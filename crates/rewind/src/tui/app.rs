//! Application state and key handling.
//!
//! [`App`] binds keys to the two entry points of the history store and
//! keeps the little UI state the terminal needs (cursor, focus, selection).

use crossterm::event::{KeyCode, KeyEvent};
use rewind_tictactoe::{GameHistory, PlayOutcome, Position};
use tracing::{debug, info, instrument};

use super::input::{digit_cell, move_cursor};

/// Which pane receives navigation keys.
#[derive(Debug, Clone, Copy, PartialEq, Eq, Default)]
pub enum Focus {
    /// Arrow keys move the board cursor.
    #[default]
    Board,
    /// Arrow keys move through the history list.
    History,
}

impl Focus {
    /// Toggles between `Board` and `History`.
    pub fn toggle(self) -> Self {
        match self {
            Focus::Board => Focus::History,
            Focus::History => Focus::Board,
        }
    }
}

/// What the event loop should do after a key.
#[derive(Debug, Clone, Copy, PartialEq, Eq)]
pub enum AppAction {
    /// Keep running.
    Continue,
    /// Leave the TUI.
    Quit,
}

/// Main application state.
#[derive(Debug, Clone)]
pub struct App {
    game: GameHistory,
    cursor: Position,
    focus: Focus,
    selected: usize,
    message: Option<String>,
}

impl Default for App {
    fn default() -> Self {
        Self {
            game: GameHistory::new(),
            cursor: Position::Center,
            focus: Focus::Board,
            selected: 0,
            message: None,
        }
    }
}

impl App {
    /// Creates a new application with a fresh game.
    pub fn new() -> Self {
        Self::default()
    }

    /// The game history.
    pub fn game(&self) -> &GameHistory {
        &self.game
    }

    /// The board cursor.
    pub fn cursor(&self) -> Position {
        self.cursor
    }

    /// The focused pane.
    pub fn focus(&self) -> Focus {
        self.focus
    }

    /// Selected row of the history list.
    pub fn selected(&self) -> usize {
        self.selected
    }

    /// Feedback from the last action, if any.
    pub fn message(&self) -> Option<&str> {
        self.message.as_deref()
    }

    /// Handles one key press.
    #[instrument(skip(self), fields(focus = ?self.focus))]
    pub fn handle_key(&mut self, key: KeyEvent) -> AppAction {
        match key.code {
            KeyCode::Char('q') | KeyCode::Char('Q') | KeyCode::Esc => {
                info!("User quit");
                return AppAction::Quit;
            }
            KeyCode::Tab | KeyCode::BackTab => {
                self.focus = self.focus.toggle();
                self.selected = self.game.active_index();
                debug!(focus = ?self.focus, "Focus switched");
            }
            KeyCode::Char(c) if c.is_ascii_digit() => {
                if let Some(pos) = digit_cell(c) {
                    self.cursor = pos;
                    self.play(pos);
                }
            }
            code => match self.focus {
                Focus::Board => self.handle_board_key(code),
                Focus::History => self.handle_history_key(code),
            },
        }
        AppAction::Continue
    }

    fn handle_board_key(&mut self, code: KeyCode) {
        match code {
            KeyCode::Enter | KeyCode::Char(' ') => self.play(self.cursor),
            code => self.cursor = move_cursor(self.cursor, code),
        }
    }

    fn handle_history_key(&mut self, code: KeyCode) {
        let last = self.game.len() - 1;
        match code {
            KeyCode::Up => self.selected = self.selected.saturating_sub(1),
            KeyCode::Down => self.selected = (self.selected + 1).min(last),
            KeyCode::Home => self.selected = 0,
            KeyCode::End => self.selected = last,
            KeyCode::Enter | KeyCode::Char(' ') => self.jump(self.selected),
            _ => {}
        }
    }

    /// Plays the current player's mark at `pos`.
    pub fn play(&mut self, pos: Position) {
        let player = self.game.current_step().next();
        self.message = Some(match self.game.play_cell(pos) {
            PlayOutcome::Placed { discarded, .. } if discarded > 0 => {
                format!("{player} played {pos}, dropping {discarded} later step(s)")
            }
            PlayOutcome::Placed { .. } => format!("{player} played {pos}"),
            PlayOutcome::Ignored(reason) => reason.to_string(),
        });
        self.selected = self.game.active_index();
    }

    /// Makes history step `index` active.
    pub fn jump(&mut self, index: usize) {
        self.message = Some(match self.game.jump_to(index) {
            Ok(()) => self
                .game
                .describe_step(index)
                .map(|label| format!("Back at {label}"))
                .unwrap_or_default(),
            Err(e) => e.to_string(),
        });
        self.selected = self.game.active_index();
    }
}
# # # # # # #
DESCRIPTION OF THE TASK | Retype each line of the material above exactly.

THE ANSWER |
filename crates/rewind/src/tui/app.rs
//! Application state and key handling.
//!
//! [`App`] binds keys to the two entry points of the history store and
//! keeps the little UI state the terminal needs (cursor, focus, selection).

use crossterm::event::{KeyCode, KeyEvent};
use rewind_tictactoe::{GameHistory, PlayOutcome, Position};
use tracing::{debug, info, instrument};

use super::input::{digit_cell, move_cursor};

/// Which pane receives navigation keys.
#[derive(Debug, Clone, Copy, PartialEq, Eq, Default)]
pub enum Focus {
    /// Arrow keys move the board cursor.
    #[default]
    Board,
    /// Arrow keys move through the history list.
    History,
}

impl Focus {
    /// Toggles between `Board` and `History`.
    pub fn toggle(self) -> Self {
        match self {
            Focus::Board => Focus::History,
            Focus::History => Focus::Board,
        }
    }
}

/// What the event loop should do after a key.
#[derive(Debug, Clone, Copy, PartialEq, Eq)]
pub enum AppAction {
    /// Keep running.
    Continue,
    /// Leave the TUI.
    Quit,
}

/// Main application state.
#[derive(Debug, Clone)]
pub struct App {
    game: GameHistory,
    cursor: Position,
    focus: Focus,
    selected: usize,
    message: Option<String>,
}

impl Default for App {
    fn default() -> Self {
        Self {
            game: GameHistory::new(),
            cursor: Position::Center,
            focus: Focus::Board,
            selected: 0,
            message: None,
        }
    }
}

impl App {
    /// Creates a new application with a fresh game.
    pub fn new() -> Self {
        Self::default()
    }

    /// The game history.
    pub fn game(&self) -> &GameHistory {
        &self.game
    }

    /// The board cursor.
    pub fn cursor(&self) -> Position {
        self.cursor
    }

    /// The focused pane.
    pub fn focus(&self) -> Focus {
        self.focus
    }

    /// Selected row of the history list.
    pub fn selected(&self) -> usize {
        self.selected
    }

    /// Feedback from the last action, if any.
    pub fn message(&self) -> Option<&str> {
        self.message.as_deref()
    }

    /// Handles one key press.
    #[instrument(skip(self), fields(focus = ?self.focus))]
    pub fn handle_key(&mut self, key: KeyEvent) -> AppAction {
        match key.code {
            KeyCode::Char('q') | KeyCode::Char('Q') | KeyCode::Esc => {
                info!("User quit");
                return AppAction::Quit;
            }
            KeyCode::Tab | KeyCode::BackTab => {
                self.focus = self.focus.toggle();
                self.selected = self.game.active_index();
                debug!(focus = ?self.focus, "Focus switched");
            }
            KeyCode::Char(c) if c.is_ascii_digit() => {
                if let Some(pos) = digit_cell(c) {
                    self.cursor = pos;
                    self.play(pos);
                }
            }
            code => match self.focus {
                Focus::Board => self.handle_board_key(code),
                Focus::History => self.handle_history_key(code),
            },
        }
        AppAction::Continue
    }

    fn handle_board_key(&mut self, code: KeyCode) {
        match code {
            KeyCode::Enter | KeyCode::Char(' ') => self.play(self.cursor),
            code => self.cursor = move_cursor(self.cursor, code),
        }
    }

    fn handle_history_key(&mut self, code: KeyCode) {
        let last = self.game.len() - 1;
        match code {
            KeyCode::Up => self.selected = self.selected.saturating_sub(1),
            KeyCode::Down => self.selected = (self.selected + 1).min(last),
            KeyCode::Home => self.selected = 0,
            KeyCode::End => self.selected = last,
            KeyCode::Enter | KeyCode::Char(' ') => self.jump(self.selected),
            _ => {}
        }
    }

    /// Plays the current player's mark at `pos`.
    pub fn play(&mut self, pos: Position) {
        let player = self.game.current_step().next();
        self.message = Some(match self.game.play_cell(pos) {
            PlayOutcome::Placed { discarded, .. } if discarded > 0 => {
                format!("{player} played {pos}, dropping {discarded} later step(s)")
            }
            PlayOutcome::Placed { .. } => format!("{player} played {pos}"),
            PlayOutcome::Ignored(reason) => reason.to_string(),
        });
        self.selected = self.game.active_index();
    }

    /// Makes history step `index` active.
    pub fn jump(&mut self, index: usize) {
        self.message = Some(match self.game.jump_to(index) {
            Ok(()) => self
                .game
                .describe_step(index)
                .map(|label| format!("Back at {label}"))
                .unwrap_or_default(),
            Err(e) => e.to_string(),
        });
        self.selected = self.game.active_index();
    }
}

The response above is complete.